(Aim of the task):
In the listing below, find the line holding "files and prompts." and the line holding "pub mod prompt;". Write out those two lines and all lines between, exactly, and nothing more.

(Task input):
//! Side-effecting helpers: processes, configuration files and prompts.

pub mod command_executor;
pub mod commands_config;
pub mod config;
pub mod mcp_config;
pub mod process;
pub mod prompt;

---

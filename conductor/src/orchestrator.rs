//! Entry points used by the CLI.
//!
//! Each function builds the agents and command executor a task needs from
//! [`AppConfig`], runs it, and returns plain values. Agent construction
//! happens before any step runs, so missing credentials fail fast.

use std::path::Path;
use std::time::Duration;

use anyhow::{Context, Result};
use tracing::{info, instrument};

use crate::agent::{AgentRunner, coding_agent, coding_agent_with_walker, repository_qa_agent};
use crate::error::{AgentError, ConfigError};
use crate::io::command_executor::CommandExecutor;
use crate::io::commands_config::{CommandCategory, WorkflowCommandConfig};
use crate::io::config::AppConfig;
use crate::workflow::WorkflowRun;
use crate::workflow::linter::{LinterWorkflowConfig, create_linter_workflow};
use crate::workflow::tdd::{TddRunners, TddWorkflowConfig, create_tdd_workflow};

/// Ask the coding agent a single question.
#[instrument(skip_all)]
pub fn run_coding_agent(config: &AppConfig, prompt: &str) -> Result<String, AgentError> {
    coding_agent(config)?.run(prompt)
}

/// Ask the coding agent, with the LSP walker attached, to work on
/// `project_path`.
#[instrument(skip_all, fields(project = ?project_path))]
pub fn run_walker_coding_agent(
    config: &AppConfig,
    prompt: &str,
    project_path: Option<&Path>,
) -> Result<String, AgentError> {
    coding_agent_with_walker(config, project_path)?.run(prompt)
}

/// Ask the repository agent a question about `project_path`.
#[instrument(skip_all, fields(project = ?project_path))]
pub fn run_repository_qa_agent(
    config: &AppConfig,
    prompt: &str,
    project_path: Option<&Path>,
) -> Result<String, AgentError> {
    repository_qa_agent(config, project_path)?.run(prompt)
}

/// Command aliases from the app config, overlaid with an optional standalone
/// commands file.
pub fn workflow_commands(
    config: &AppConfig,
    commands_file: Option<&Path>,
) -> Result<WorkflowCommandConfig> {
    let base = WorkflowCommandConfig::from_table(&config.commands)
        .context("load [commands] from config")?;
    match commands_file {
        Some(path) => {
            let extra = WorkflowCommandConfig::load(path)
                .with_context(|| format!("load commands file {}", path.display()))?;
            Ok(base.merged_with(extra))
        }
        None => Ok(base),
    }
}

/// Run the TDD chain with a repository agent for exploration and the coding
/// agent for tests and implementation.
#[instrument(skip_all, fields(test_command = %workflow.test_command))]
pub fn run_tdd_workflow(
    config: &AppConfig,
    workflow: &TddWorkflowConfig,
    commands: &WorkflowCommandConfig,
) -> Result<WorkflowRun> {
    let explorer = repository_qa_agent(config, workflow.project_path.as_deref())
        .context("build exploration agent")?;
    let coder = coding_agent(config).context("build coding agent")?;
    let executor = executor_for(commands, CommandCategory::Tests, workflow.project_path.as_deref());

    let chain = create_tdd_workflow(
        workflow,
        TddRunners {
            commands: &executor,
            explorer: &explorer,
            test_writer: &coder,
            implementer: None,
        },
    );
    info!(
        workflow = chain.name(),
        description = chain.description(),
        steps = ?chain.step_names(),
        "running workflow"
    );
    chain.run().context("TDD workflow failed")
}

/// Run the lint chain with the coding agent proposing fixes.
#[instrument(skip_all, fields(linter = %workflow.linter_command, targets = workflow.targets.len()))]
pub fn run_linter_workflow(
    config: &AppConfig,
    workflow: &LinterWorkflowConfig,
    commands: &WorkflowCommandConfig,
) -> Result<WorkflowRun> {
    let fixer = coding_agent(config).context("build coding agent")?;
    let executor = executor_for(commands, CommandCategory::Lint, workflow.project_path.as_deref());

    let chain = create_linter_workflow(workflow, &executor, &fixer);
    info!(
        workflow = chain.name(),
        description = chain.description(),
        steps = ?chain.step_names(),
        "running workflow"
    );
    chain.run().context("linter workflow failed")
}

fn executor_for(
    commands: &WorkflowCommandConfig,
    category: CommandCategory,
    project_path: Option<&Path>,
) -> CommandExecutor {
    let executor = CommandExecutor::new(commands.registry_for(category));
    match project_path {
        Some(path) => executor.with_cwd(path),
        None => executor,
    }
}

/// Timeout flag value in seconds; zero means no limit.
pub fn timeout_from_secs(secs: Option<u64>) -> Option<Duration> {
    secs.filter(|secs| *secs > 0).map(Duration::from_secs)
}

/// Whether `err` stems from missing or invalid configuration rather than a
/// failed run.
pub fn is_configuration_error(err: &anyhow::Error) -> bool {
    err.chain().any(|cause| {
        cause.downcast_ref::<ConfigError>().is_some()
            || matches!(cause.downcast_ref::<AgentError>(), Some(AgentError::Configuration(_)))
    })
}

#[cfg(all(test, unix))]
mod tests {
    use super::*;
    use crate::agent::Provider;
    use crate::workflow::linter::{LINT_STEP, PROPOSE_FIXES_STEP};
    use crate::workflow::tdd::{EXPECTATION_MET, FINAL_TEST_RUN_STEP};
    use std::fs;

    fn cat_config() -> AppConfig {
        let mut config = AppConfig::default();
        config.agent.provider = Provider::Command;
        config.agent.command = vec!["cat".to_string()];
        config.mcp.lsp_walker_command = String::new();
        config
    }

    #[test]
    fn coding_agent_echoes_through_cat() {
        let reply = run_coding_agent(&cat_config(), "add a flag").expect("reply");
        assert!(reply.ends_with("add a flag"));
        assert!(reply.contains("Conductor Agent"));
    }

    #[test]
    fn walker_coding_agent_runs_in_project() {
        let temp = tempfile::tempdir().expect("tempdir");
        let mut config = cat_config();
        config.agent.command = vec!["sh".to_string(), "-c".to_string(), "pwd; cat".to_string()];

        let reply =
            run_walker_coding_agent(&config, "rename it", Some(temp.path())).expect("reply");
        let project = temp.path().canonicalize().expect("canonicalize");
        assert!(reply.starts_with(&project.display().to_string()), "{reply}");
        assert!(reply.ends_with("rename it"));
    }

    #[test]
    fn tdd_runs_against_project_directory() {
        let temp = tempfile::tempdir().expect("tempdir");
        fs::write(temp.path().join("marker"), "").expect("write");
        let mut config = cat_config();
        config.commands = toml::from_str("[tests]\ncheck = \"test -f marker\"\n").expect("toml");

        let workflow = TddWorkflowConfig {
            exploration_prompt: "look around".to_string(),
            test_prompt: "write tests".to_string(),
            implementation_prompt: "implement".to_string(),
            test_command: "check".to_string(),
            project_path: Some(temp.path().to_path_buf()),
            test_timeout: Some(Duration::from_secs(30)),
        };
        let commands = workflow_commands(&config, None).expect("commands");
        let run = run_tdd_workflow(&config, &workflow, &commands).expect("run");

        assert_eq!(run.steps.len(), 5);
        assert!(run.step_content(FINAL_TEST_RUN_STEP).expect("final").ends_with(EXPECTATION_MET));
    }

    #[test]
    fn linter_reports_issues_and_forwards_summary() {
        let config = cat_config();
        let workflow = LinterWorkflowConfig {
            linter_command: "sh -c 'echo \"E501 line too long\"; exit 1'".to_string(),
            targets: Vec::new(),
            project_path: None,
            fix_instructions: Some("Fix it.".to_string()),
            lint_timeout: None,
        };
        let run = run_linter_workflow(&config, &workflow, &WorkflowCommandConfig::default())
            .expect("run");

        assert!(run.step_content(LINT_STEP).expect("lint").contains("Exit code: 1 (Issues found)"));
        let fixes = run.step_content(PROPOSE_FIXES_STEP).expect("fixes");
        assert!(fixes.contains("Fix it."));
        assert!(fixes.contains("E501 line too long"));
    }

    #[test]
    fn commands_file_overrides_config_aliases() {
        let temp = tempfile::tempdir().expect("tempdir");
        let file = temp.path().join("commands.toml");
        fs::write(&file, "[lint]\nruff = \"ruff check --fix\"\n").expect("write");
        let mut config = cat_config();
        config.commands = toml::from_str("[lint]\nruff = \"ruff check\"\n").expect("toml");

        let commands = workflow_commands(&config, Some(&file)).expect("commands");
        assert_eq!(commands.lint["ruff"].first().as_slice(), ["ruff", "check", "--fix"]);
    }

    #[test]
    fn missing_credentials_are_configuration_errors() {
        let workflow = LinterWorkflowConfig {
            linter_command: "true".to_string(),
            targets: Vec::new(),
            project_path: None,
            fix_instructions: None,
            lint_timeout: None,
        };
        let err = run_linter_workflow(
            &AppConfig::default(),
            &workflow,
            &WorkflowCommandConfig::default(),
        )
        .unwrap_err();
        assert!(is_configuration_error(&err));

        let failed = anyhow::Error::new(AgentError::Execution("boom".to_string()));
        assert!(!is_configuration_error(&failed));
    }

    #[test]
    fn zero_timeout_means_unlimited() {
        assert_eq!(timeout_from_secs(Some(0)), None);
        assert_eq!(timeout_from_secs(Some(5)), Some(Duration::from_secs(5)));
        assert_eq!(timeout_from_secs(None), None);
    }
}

* * *

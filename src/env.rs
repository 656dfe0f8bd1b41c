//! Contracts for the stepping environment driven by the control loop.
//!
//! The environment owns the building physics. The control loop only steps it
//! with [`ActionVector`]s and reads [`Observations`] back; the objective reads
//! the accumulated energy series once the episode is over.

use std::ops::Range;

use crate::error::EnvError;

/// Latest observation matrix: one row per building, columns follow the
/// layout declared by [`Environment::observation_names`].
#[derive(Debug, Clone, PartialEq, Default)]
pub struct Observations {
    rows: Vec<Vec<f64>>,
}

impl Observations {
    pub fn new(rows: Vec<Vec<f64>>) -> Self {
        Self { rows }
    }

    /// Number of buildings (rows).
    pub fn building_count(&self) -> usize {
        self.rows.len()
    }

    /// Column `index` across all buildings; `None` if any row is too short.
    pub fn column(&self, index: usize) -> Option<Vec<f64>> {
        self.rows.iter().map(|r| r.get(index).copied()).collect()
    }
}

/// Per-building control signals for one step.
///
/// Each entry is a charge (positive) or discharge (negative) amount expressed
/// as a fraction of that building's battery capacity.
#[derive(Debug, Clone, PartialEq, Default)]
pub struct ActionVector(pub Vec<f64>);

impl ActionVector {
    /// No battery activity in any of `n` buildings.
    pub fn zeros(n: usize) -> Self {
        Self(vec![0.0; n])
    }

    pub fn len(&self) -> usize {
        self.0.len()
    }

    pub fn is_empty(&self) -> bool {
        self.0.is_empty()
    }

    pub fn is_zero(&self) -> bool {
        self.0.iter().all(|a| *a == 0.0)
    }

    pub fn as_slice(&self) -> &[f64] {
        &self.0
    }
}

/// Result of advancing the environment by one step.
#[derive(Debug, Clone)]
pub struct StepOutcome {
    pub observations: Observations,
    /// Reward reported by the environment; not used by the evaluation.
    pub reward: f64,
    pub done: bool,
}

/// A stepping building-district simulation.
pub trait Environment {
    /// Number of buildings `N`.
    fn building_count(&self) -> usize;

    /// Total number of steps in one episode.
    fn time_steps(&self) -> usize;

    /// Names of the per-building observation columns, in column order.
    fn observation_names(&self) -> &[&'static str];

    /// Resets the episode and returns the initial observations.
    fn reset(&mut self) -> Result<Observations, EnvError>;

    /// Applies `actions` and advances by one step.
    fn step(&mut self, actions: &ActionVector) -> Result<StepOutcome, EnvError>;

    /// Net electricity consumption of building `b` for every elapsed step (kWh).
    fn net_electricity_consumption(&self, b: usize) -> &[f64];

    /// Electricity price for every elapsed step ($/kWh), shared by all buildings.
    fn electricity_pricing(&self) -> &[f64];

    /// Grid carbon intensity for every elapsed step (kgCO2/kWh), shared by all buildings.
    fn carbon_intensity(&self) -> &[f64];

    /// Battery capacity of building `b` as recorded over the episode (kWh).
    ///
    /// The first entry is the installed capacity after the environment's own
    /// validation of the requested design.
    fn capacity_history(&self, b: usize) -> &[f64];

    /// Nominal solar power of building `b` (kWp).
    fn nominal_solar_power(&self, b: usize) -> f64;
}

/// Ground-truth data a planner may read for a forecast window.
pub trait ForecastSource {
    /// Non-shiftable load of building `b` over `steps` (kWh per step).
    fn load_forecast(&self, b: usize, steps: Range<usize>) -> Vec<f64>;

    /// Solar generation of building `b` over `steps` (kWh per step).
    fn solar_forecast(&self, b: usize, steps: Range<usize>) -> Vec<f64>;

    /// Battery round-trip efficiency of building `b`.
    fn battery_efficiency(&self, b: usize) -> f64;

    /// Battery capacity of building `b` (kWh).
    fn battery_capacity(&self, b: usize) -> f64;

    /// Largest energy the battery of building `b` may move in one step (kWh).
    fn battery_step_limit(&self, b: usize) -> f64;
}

(Solution for this task):
//! Side-effecting helpers: processes, configuration files and prompts.

pub mod command_executor;
pub mod commands_config;
pub mod config;
pub mod mcp_config;
pub mod process;
pub mod prompt;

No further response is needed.